A new low being examined by the TSA. It’s now policy that drinks are no longer permitted to pass through security. Passengers then purchase drinks within the sterile area, yet the TSA believes they need to sample your liquid. “The TSA wouldn’t say what they’re testing for or why they are doing it, but travelers say they have a right to know” the story reads.
It’s another case of our Fourth Amendment Rights being violated by the TSA. Their position, “TSA employees have many layers of security throughout airports. Passengers may be randomly selected for additional screening measures at the checkpoint or in the gate at any time.” It’s bad enough now seeing the TSA harass and assault passengers inside the sterile area.

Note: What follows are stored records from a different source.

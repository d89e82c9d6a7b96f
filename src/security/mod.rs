pub mod rate_limit;
pub mod session;

pub use session::SessionUser;
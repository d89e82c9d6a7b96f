use chrono::{DateTime, Utc};
use serde::{Deserialize, Serialize};
use uuid::Uuid;

/// A meal logged by a user.
#[derive(Debug, Clone, PartialEq, Eq, Serialize, Deserialize)]
pub struct Meal {
    pub id: Uuid,
    /// Owning user. Meals are removed together with their owner.
    pub user_id: Uuid,
    pub name: String,
    #[serde(default)]
    pub description: Option<String>,
    /// Whether the meal counted toward the user's diet.
    pub in_diet: bool,
    pub consumed_at: DateTime<Utc>,
    pub created_at: DateTime<Utc>,
    pub updated_at: DateTime<Utc>,
}

impl Meal {
    /// Build a fresh meal owned by `user_id`.
    ///
    /// `consumed_at` falls back to the creation time when not given.
    pub fn new(
        user_id: Uuid,
        name: String,
        description: Option<String>,
        in_diet: bool,
        consumed_at: Option<DateTime<Utc>>,
    ) -> Self {
        let now = super::now();
        Self {
            id: Uuid::new_v4(),
            user_id,
            name,
            description,
            in_diet,
            consumed_at: consumed_at.map_or(now, super::stored_time),
            created_at: now,
            updated_at: now,
        }
    }

    /// Apply a partial update, refreshing `updated_at`.
    pub fn apply(&mut self, changes: MealChanges) {
        if let Some(name) = changes.name {
            self.name = name;
        }
        if let Some(description) = changes.description {
            self.description = Some(description);
        }
        if let Some(in_diet) = changes.in_diet {
            self.in_diet = in_diet;
        }
        if let Some(consumed_at) = changes.consumed_at {
            self.consumed_at = super::stored_time(consumed_at);
        }
        self.updated_at = super::now();
    }
}

/// Fields a client may change on an existing meal. `None` leaves the field untouched.
#[derive(Debug, Clone, Default, PartialEq, Eq)]
pub struct MealChanges {
    pub name: Option<String>,
    /// Can replace the description but not clear it: `None` keeps the current one.
    pub description: Option<String>,
    pub in_diet: Option<bool>,
    pub consumed_at: Option<DateTime<Utc>>,
}

impl MealChanges {
    pub fn is_empty(&self) -> bool {
        self.name.is_none()
            && self.description.is_none()
            && self.in_diet.is_none()
            && self.consumed_at.is_none()
    }
}

#[cfg(test)]
mod tests {
    use super::*;
    use chrono::TimeZone;

    #[test]
    fn test_consumed_at_defaults_to_creation_time() {
        let meal = Meal::new(Uuid::new_v4(), "Salad".into(), None, true, None);
        assert_eq!(meal.consumed_at, meal.created_at);
        assert_eq!(meal.created_at, meal.updated_at);
    }

    #[test]
    fn test_apply_only_touches_given_fields() {
        let at = Utc.with_ymd_and_hms(2024, 3, 1, 12, 0, 0).unwrap();
        let mut meal = Meal::new(
            Uuid::new_v4(),
            "Burger".into(),
            Some("double".into()),
            false,
            Some(at),
        );
        let before = meal.clone();

        meal.apply(MealChanges {
            in_diet: Some(true),
            ..Default::default()
        });

        assert!(meal.in_diet);
        assert_eq!(meal.name, before.name);
        assert_eq!(meal.description, before.description);
        assert_eq!(meal.consumed_at, at);
        assert!(meal.updated_at >= before.updated_at);
    }

    #[test]
    fn test_times_are_kept_at_microsecond_precision() {
        let nanos = Utc.with_ymd_and_hms(2024, 3, 1, 12, 0, 0).unwrap()
            + chrono::Duration::nanoseconds(123_456_789);
        let mut meal = Meal::new(Uuid::new_v4(), "Tea".into(), None, true, Some(nanos));
        assert_eq!(meal.consumed_at.timestamp_subsec_nanos(), 123_456_000);
        assert_eq!(meal.created_at.timestamp_subsec_nanos() % 1_000, 0);

        meal.apply(MealChanges {
            consumed_at: Some(nanos + chrono::Duration::nanoseconds(999)),
            ..Default::default()
        });
        assert_eq!(meal.consumed_at.timestamp_subsec_nanos(), 123_456_000);
        assert_eq!(meal.updated_at.timestamp_subsec_nanos() % 1_000, 0);
    }

    #[test]
    fn test_serializes_with_snake_case_keys() {
        let meal = Meal::new(Uuid::new_v4(), "Soup".into(), None, true, None);
        let value = serde_json::to_value(&meal).unwrap();
        for key in [
            "id",
            "user_id",
            "name",
            "description",
            "in_diet",
            "consumed_at",
            "created_at",
            "updated_at",
        ] {
            assert!(value.get(key).is_some(), "missing key {key}");
        }
    }
}
//! HTTP routes for users and their meals.

pub mod meals;
pub mod users;

use axum::{
    Json, Router,
    extract::{FromRequest, Request},
    routing::{get, post},
};
use serde_json::Value;

use crate::AppState;
use crate::error::ApiError;
use crate::validation::{FieldIssue, ValidationError};

pub fn router() -> Router<AppState> {
    Router::new()
        .route("/users", post(users::create_user))
        .route(
            "/users/{user_id}",
            get(users::get_user)
                .put(users::update_user)
                .delete(users::delete_user),
        )
        .route(
            "/users/{user_id}/meals",
            get(meals::list_meals).post(meals::create_meal),
        )
        .route("/users/{user_id}/meals/summary", get(meals::summary))
        .route(
            "/users/{user_id}/meals/{meal_id}",
            get(meals::get_meal)
                .put(meals::update_meal)
                .delete(meals::delete_meal),
        )
}

/// JSON body whose parse failures are reported like any other validation issue.
#[derive(Debug)]
pub struct JsonBody(pub Value);

impl<S> FromRequest<S> for JsonBody
where
    S: Send + Sync,
{
    type Rejection = ApiError;

    async fn from_request(req: Request, state: &S) -> Result<Self, ApiError> {
        match Json::<Value>::from_request(req, state).await {
            Ok(Json(value)) => Ok(Self(value)),
            Err(rejection) => Err(ApiError::Validation(ValidationError {
                issues: vec![FieldIssue {
                    path: "body".to_string(),
                    message: rejection.body_text(),
                }],
            })),
        }
    }
}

What else will the traveling public be submitting to in the future to make sure air travel is safe?
Some interesting words from Kip Hawley, former Administrator for the Transportation Security Administration and author of Permanent Emergency over on FDL Book Salon:
Bruce S: Kip, your book has the first coherent explanation of the liquid ban I have ever read. For the benefit of those who have not read the book, can you explain 1) which liquid explosive you were concerned about, 2) why you were unwilling to allow a 12-oz. bottle of liquid through airport security but were willing to allow four 3-oz. bottles plus an empty 12-oz. bottle, and 3) what was the security reason for the baggie?

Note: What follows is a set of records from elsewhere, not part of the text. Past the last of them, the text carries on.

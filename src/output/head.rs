//! Head sections, one function per section.
//!
//! Each function returns the lines of its section, or nothing when the
//! section's triggering fields are all empty.
//!
//! | Section         | Triggered by                                        |
//! |-----------------|-----------------------------------------------------|
//! | essential       | always                                              |
//! | basic           | title, description, keywords, robots, verification  |
//! | Open Graph      | `og_title/description/image/url/type`               |
//! | Twitter         | any `twitter_*` field                               |
//! | Facebook        | `fb_app_id`, `fb_admins`, `article_*`               |
//! | social profiles | `social_profiles`                                   |
//! | default image   | `default_image`                                     |

use super::escape::{comment_text, html_escape};
use crate::{settings::fields::*, site::SiteIdentity, value::Fields};

fn meta_name(name: &str, content: &str) -> String {
    format!(r#"<meta name="{name}" content="{}">"#, html_escape(content))
}

fn meta_property(property: &str, content: &str) -> String {
    format!(r#"<meta property="{property}" content="{}">"#, html_escape(content))
}

/// First non-empty text among `keys`.
fn first_text(values: &Fields<'_>, keys: &[&str]) -> Option<String> {
    keys.iter().find_map(|key| values.text(key))
}

fn any_text(values: &Fields<'_>, keys: &[&str]) -> bool {
    keys.iter().any(|key| values.text(key).is_some())
}

pub fn essential(charset: &str, viewport: &str) -> Vec<String> {
    let mut lines = Vec::new();
    if !charset.trim().is_empty() {
        lines.push(format!(r#"<meta charset="{}">"#, html_escape(charset.trim())));
    }
    if !viewport.trim().is_empty() {
        lines.push(meta_name("viewport", viewport.trim()));
    }
    lines
}

pub fn basic(values: &Fields<'_>) -> Vec<String> {
    let mut lines = Vec::new();
    if let Some(title) = values.text(META_TITLE) {
        lines.push(format!("<title>{}</title>", html_escape(&title)));
    }
    if let Some(description) = values.text(META_DESCRIPTION) {
        lines.push(meta_name("description", &description));
    }
    let keywords = values.strings(META_KEYWORDS);
    if !keywords.is_empty() {
        lines.push(meta_name("keywords", &keywords.join(", ")));
    }
    if let Some(author) = values.text(META_AUTHOR) {
        lines.push(meta_name("author", &author));
    }
    if let Some(robots) = values.text(META_ROBOTS) {
        lines.push(meta_name("robots", &robots));
    }
    if let Some(canonical) = values.text(CANONICAL_URL) {
        lines.push(format!(r#"<link rel="canonical" href="{}">"#, html_escape(&canonical)));
    }
    if let Some(color) = values.text(THEME_COLOR) {
        lines.push(meta_name("theme-color", &color));
    }

    const VERIFICATION: [(&str, &str); 4] = [
        (GOOGLE_VERIFICATION, "google-site-verification"),
        (BING_VERIFICATION, "msvalidate.01"),
        (YANDEX_VERIFICATION, "yandex-verification"),
        (PINTEREST_VERIFICATION, "p:domain_verify"),
    ];
    for (key, name) in VERIFICATION {
        if let Some(code) = values.text(key) {
            lines.push(meta_name(name, &code));
        }
    }
    lines
}

/// `locale` is the configured fallback for `og:locale`.
pub fn open_graph(values: &Fields<'_>, site: &SiteIdentity, locale: Option<&str>) -> Vec<String> {
    if !any_text(values, &[OG_TITLE, OG_DESCRIPTION, OG_IMAGE, OG_URL, OG_TYPE]) {
        return Vec::new();
    }
    let site_name = values
        .text(OG_SITE_NAME)
        .or_else(|| site.has_name().then(|| site.name.clone()));

    let properties = [
        ("og:title", values.text(OG_TITLE)),
        ("og:description", values.text(OG_DESCRIPTION)),
        ("og:image", first_text(values, &[OG_IMAGE, DEFAULT_IMAGE])),
        ("og:url", values.text(OG_URL)),
        ("og:type", values.text(OG_TYPE).or_else(|| Some("website".into()))),
        ("og:site_name", site_name),
        (
            "og:locale",
            values.text(OG_LOCALE).or_else(|| locale.map(str::to_owned)),
        ),
    ];
    properties
        .into_iter()
        .filter_map(|(property, content)| Some(meta_property(property, &content?)))
        .collect()
}

pub fn twitter(values: &Fields<'_>) -> Vec<String> {
    const TRIGGERS: [&str; 6] = [
        TWITTER_CARD,
        TWITTER_TITLE,
        TWITTER_DESCRIPTION,
        TWITTER_IMAGE,
        TWITTER_SITE,
        TWITTER_CREATOR,
    ];
    if !any_text(values, &TRIGGERS) {
        return Vec::new();
    }
    let names = [
        (
            "twitter:card",
            values.text(TWITTER_CARD).or_else(|| Some("summary_large_image".into())),
        ),
        ("twitter:title", first_text(values, &[TWITTER_TITLE, OG_TITLE])),
        (
            "twitter:description",
            first_text(values, &[TWITTER_DESCRIPTION, OG_DESCRIPTION]),
        ),
        (
            "twitter:image",
            first_text(values, &[TWITTER_IMAGE, OG_IMAGE, DEFAULT_IMAGE]),
        ),
        ("twitter:site", values.text(TWITTER_SITE)),
        ("twitter:creator", values.text(TWITTER_CREATOR)),
    ];
    names
        .into_iter()
        .filter_map(|(name, content)| Some(meta_name(name, &content?)))
        .collect()
}

pub fn facebook(values: &Fields<'_>) -> Vec<String> {
    let mut lines = Vec::new();
    if let Some(app_id) = values.text(FB_APP_ID) {
        lines.push(meta_property("fb:app_id", &app_id));
    }
    for admin in values.strings(FB_ADMINS) {
        lines.push(meta_property("fb:admins", &admin));
    }
    if let Some(publisher) = values.text(ARTICLE_PUBLISHER) {
        lines.push(meta_property("article:publisher", &publisher));
    }
    if let Some(author) = values.text(ARTICLE_AUTHOR) {
        lines.push(meta_property("article:author", &author));
    }
    lines
}

/// Reference comments, one per configured network, in stored order.
pub fn social_profiles(values: &Fields<'_>) -> Vec<String> {
    values
        .record(SOCIAL_PROFILES)
        .iter()
        .filter_map(|(network, url)| {
            let url = crate::value::as_text(url)?;
            Some(format!(
                "<!-- Social profile: {} {} -->",
                comment_text(network),
                comment_text(&url)
            ))
        })
        .collect()
}

pub fn default_image(values: &Fields<'_>) -> Vec<String> {
    values
        .text(DEFAULT_IMAGE)
        .map(|url| format!("<!-- Default share image: {} -->", comment_text(&url)))
        .into_iter()
        .collect()
}

#[cfg(test)]
mod tests {
    use super::*;
    use serde_json::json;

    #[test]
    fn test_essential_skips_blank_config() {
        assert_eq!(
            essential("UTF-8", "width=device-width, initial-scale=1"),
            vec![
                r#"<meta charset="UTF-8">"#.to_owned(),
                r#"<meta name="viewport" content="width=device-width, initial-scale=1">"#.to_owned(),
            ]
        );
        assert_eq!(essential("utf-8", " ").len(), 1);
    }

    #[test]
    fn test_basic_escapes_content() {
        let data = json!({
            "meta_title": "Tom & Jerry",
            "meta_description": "Say \"hi\"",
            "meta_keywords": ["a", "b"],
            "google_verification": "abc"
        });
        let lines = basic(&Fields::new(&data));
        assert_eq!(lines[0], "<title>Tom &amp; Jerry</title>");
        assert_eq!(lines[1], r#"<meta name="description" content="Say &quot;hi&quot;">"#);
        assert_eq!(lines[2], r#"<meta name="keywords" content="a, b">"#);
        assert_eq!(lines[3], r#"<meta name="google-site-verification" content="abc">"#);
    }

    #[test]
    fn test_open_graph_trigger_and_fallbacks() {
        let site = SiteIdentity::new(Some("Acme"), None);
        let data = json!({ "og_site_name": "Ignored alone", "default_image": "https://x/d.png" });
        assert!(open_graph(&Fields::new(&data), &site, None).is_empty());

        let data = json!({ "og_title": "T", "default_image": "https://x/d.png" });
        let lines = open_graph(&Fields::new(&data), &site, None);
        assert_eq!(
            lines,
            vec![
                r#"<meta property="og:title" content="T">"#,
                r#"<meta property="og:image" content="https://x/d.png">"#,
                r#"<meta property="og:type" content="website">"#,
                r#"<meta property="og:site_name" content="Acme">"#,
            ]
        );
    }

    #[test]
    fn test_open_graph_without_site_name() {
        let data = json!({ "og_title": "T" });
        let lines = open_graph(&Fields::new(&data), &SiteIdentity::default(), None);
        assert!(!lines.iter().any(|l| l.contains("og:site_name")));
    }

    #[test]
    fn test_twitter_falls_back_to_open_graph() {
        let data = json!({ "og_title": "OG", "og_image": "https://x/og.png" });
        assert!(twitter(&Fields::new(&data)).is_empty());

        let data = json!({ "og_title": "OG", "og_image": "https://x/og.png", "twitter_site": "@acme" });
        let lines = twitter(&Fields::new(&data));
        assert_eq!(lines[0], r#"<meta name="twitter:card" content="summary_large_image">"#);
        assert_eq!(lines[1], r#"<meta name="twitter:title" content="OG">"#);
        assert_eq!(lines[2], r#"<meta name="twitter:image" content="https://x/og.png">"#);
        assert_eq!(lines[3], r#"<meta name="twitter:site" content="@acme">"#);
    }

    #[test]
    fn test_facebook_admins_list() {
        let data = json!({ "fb_app_id": "1", "fb_admins": "2, 3" });
        let lines = facebook(&Fields::new(&data));
        assert_eq!(lines.len(), 3);
        assert_eq!(lines[2], r#"<meta property="fb:admins" content="3">"#);
    }

    #[test]
    fn test_comment_sections() {
        let data = json!({
            "social_profiles": { "twitter": "https://x.com/acme", "empty": "", "github": "https://github.com/acme" },
            "default_image": "https://x/d.png"
        });
        let values = Fields::new(&data);
        assert_eq!(
            social_profiles(&values),
            vec![
                "<!-- Social profile: twitter https://x.com/acme -->",
                "<!-- Social profile: github https://github.com/acme -->",
            ]
        );
        assert_eq!(default_image(&values), vec!["<!-- Default share image: https://x/d.png -->"]);
    }
}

Kip: 1) highly concentrated liquid hydrogen peroxide with a sugar fuel and some other things. An extremely powerful explosive.
2) Our labs found that the mixture was extremely finicky and that mixing it was not simple. Our professional chemists in labs had difficulty making the bomb and found mixing to be problematic. AQ valued bomb-makers and were not sending them out on suicide missions. The times they asked operatives to do minimal bomb-making (Richard Reid & Abdulmutallab), they botched it. It was risk management in the end. A possibility but remote in my opinion.
3) the baggie allowed the liquids to be gathered so officers would’nt have to hunt for them and the vapor lock captured hydrogen peroxide vapor for easy testing.
This discussion board user at TravelUnderground.org sums it up nicely, “They have a procedure that is first and foremost ridiculous on its face, based on an implausible theory, carried out by idiots who don’t even know what they’re doing, managed by morons who either don’t understand the directive or don’t know what’s going on under their own noses, to mitigate a threat that isn’t even feasible.”
I fly once a year and have been since leaving the airlines. I still have no desire to use ANY airline and go through the dog and pony show at the security checkpoints. Thankfully I have never been asked to submit to a molestation and hopefully that trend will continue in August when I must fly to Las Vegas.